### Given data
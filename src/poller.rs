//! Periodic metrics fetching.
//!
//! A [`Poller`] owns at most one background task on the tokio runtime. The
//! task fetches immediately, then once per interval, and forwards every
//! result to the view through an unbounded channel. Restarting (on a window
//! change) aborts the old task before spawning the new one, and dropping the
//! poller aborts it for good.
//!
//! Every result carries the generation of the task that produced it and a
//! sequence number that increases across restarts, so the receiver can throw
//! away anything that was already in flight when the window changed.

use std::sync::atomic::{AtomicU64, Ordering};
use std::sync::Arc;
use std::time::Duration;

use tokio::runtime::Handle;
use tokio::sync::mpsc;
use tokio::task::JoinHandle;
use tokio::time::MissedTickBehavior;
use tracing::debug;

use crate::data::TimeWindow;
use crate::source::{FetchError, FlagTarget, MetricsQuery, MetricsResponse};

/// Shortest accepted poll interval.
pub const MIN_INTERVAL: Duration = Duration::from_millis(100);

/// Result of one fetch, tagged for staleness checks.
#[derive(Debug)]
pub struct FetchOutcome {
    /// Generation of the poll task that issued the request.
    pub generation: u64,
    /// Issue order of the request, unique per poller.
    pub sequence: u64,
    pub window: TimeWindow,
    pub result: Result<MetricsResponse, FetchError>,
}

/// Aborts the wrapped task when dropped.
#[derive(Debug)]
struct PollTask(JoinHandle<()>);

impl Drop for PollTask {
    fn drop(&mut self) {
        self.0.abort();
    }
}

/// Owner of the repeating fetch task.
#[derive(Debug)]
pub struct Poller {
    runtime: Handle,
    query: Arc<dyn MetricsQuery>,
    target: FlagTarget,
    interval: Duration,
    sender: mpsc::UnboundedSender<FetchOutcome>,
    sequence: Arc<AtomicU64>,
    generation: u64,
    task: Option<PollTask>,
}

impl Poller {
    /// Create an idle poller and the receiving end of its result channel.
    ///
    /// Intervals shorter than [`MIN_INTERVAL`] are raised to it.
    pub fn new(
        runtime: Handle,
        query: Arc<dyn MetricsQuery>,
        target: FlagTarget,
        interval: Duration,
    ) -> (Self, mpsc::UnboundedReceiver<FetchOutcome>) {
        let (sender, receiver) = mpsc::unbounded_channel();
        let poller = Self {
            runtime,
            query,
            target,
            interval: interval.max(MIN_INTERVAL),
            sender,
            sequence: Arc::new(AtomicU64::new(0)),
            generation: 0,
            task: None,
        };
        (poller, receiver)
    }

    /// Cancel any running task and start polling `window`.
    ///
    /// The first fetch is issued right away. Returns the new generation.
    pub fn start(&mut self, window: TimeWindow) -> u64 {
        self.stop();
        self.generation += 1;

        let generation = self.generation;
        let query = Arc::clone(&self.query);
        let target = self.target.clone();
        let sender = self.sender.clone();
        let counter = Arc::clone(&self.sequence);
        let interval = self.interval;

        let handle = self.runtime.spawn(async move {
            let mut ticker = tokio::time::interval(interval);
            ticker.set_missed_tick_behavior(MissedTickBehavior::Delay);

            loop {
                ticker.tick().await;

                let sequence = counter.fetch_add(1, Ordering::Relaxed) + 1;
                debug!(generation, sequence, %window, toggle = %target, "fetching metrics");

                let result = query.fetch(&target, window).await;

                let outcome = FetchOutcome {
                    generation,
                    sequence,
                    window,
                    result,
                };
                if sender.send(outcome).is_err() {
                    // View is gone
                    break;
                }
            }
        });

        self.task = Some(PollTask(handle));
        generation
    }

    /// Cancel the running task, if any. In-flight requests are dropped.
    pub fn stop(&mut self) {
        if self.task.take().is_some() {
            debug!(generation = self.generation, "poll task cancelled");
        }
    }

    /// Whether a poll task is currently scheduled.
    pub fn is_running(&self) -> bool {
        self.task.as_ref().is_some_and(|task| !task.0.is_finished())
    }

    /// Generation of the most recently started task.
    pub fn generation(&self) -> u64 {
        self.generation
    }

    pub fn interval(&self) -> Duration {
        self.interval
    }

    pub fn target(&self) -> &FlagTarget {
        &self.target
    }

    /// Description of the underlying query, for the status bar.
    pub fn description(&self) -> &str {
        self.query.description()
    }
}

...

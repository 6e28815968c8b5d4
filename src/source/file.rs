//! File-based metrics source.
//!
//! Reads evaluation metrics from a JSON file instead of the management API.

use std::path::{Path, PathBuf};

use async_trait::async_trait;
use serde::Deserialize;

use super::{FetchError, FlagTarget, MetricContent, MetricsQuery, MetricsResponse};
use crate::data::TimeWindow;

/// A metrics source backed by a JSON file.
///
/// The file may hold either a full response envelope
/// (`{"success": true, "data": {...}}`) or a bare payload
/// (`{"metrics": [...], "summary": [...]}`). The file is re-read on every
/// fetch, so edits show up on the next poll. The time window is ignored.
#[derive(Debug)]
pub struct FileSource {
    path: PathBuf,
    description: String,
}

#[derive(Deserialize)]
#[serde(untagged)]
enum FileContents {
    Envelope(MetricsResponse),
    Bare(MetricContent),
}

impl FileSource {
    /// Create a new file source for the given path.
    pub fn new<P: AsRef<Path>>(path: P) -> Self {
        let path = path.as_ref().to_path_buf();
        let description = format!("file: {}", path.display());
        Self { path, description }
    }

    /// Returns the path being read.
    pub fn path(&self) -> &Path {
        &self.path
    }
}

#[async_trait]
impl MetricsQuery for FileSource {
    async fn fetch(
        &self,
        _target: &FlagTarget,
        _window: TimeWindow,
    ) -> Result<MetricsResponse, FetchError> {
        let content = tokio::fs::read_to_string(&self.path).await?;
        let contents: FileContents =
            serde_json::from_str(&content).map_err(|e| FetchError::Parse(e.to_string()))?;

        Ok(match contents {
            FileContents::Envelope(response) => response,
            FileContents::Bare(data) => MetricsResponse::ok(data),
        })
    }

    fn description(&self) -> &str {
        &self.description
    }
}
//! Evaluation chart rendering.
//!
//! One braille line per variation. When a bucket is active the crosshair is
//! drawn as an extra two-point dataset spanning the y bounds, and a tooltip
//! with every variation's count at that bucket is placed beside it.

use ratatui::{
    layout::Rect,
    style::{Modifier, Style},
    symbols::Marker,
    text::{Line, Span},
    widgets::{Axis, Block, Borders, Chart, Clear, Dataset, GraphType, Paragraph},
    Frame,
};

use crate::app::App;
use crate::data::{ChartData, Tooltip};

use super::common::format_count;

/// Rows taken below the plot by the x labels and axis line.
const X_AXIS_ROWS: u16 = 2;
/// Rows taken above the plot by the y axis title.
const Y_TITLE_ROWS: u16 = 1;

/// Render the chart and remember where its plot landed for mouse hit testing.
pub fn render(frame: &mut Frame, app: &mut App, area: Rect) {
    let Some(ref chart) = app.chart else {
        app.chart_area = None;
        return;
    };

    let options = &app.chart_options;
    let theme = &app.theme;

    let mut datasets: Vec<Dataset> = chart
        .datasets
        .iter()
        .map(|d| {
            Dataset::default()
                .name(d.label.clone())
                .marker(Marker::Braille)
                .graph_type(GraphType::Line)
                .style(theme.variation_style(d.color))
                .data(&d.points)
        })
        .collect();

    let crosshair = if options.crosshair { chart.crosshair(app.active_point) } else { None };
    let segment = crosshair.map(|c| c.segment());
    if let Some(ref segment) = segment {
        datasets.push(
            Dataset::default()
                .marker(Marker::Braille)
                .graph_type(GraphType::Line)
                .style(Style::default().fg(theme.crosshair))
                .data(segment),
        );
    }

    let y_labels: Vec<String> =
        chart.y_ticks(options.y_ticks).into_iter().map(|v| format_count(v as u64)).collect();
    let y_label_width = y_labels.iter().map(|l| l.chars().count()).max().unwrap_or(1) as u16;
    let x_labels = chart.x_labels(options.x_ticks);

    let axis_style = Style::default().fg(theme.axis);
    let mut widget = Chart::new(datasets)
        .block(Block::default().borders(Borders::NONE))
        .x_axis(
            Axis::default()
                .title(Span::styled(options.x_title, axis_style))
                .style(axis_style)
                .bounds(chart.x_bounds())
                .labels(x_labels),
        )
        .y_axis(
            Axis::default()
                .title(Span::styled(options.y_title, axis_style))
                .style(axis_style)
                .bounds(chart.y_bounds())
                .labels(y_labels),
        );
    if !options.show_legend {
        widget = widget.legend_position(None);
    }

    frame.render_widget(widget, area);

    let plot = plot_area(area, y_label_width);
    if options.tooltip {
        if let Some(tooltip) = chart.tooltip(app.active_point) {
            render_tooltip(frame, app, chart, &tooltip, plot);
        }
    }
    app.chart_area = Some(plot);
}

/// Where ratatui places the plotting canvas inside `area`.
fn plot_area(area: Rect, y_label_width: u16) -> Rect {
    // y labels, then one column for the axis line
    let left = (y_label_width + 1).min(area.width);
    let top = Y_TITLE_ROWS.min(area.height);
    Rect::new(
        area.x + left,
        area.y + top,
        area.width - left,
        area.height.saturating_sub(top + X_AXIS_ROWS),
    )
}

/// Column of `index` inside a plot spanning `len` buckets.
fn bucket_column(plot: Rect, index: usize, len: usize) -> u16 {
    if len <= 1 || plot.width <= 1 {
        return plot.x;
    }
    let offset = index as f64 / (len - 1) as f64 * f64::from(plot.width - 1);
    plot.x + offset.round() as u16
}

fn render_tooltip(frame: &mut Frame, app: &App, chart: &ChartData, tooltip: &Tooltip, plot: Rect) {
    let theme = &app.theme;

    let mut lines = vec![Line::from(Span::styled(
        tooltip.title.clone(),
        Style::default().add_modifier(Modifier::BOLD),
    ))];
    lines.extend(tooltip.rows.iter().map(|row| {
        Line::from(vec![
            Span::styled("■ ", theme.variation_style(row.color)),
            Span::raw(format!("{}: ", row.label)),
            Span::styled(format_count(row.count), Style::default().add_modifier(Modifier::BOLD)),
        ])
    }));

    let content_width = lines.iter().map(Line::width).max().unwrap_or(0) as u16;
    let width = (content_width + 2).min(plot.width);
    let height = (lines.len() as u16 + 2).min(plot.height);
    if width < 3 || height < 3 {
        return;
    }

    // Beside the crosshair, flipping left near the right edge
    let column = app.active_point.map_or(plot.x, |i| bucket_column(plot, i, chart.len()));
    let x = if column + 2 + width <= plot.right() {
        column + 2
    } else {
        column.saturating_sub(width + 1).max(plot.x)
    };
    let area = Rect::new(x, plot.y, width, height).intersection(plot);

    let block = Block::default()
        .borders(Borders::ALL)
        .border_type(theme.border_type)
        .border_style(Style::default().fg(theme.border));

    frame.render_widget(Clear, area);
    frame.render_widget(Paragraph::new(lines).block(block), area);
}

--

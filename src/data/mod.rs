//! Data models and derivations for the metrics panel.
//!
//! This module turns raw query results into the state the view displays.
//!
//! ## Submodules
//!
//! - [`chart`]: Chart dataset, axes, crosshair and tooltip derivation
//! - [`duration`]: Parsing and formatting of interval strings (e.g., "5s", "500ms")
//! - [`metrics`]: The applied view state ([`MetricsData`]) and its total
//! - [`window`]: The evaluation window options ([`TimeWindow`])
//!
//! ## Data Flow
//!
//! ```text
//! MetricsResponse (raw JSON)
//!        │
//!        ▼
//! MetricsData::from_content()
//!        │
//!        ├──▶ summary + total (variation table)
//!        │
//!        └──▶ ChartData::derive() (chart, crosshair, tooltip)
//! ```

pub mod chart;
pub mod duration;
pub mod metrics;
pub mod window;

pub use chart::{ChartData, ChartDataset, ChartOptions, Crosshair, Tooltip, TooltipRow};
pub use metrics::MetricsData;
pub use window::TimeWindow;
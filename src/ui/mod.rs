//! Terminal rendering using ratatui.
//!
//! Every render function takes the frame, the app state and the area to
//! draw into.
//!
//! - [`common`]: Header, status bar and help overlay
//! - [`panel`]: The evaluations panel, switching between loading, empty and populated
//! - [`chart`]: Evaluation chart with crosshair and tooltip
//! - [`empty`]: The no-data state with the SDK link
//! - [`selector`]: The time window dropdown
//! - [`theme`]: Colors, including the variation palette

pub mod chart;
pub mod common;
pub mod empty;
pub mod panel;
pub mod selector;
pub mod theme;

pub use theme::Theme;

### Problem description
Scan the entries above for the line containing "filename src/poller.rs", and copy it and all lines after it exactly, down to and including the line containing "receiver can throw".

### Worked solution
filename src/poller.rs
//! Periodic metrics fetching.
//!
//! A [`Poller`] owns at most one background task on the tokio runtime. The
//! task fetches immediately, then once per interval, and forwards every
//! result to the view through an unbounded channel. Restarting (on a window
//! change) aborts the old task before spawning the new one, and dropping the
//! poller aborts it for good.
//!
//! Every result carries the generation of the task that produced it and a
//! sequence number that increases across restarts, so the receiver can throw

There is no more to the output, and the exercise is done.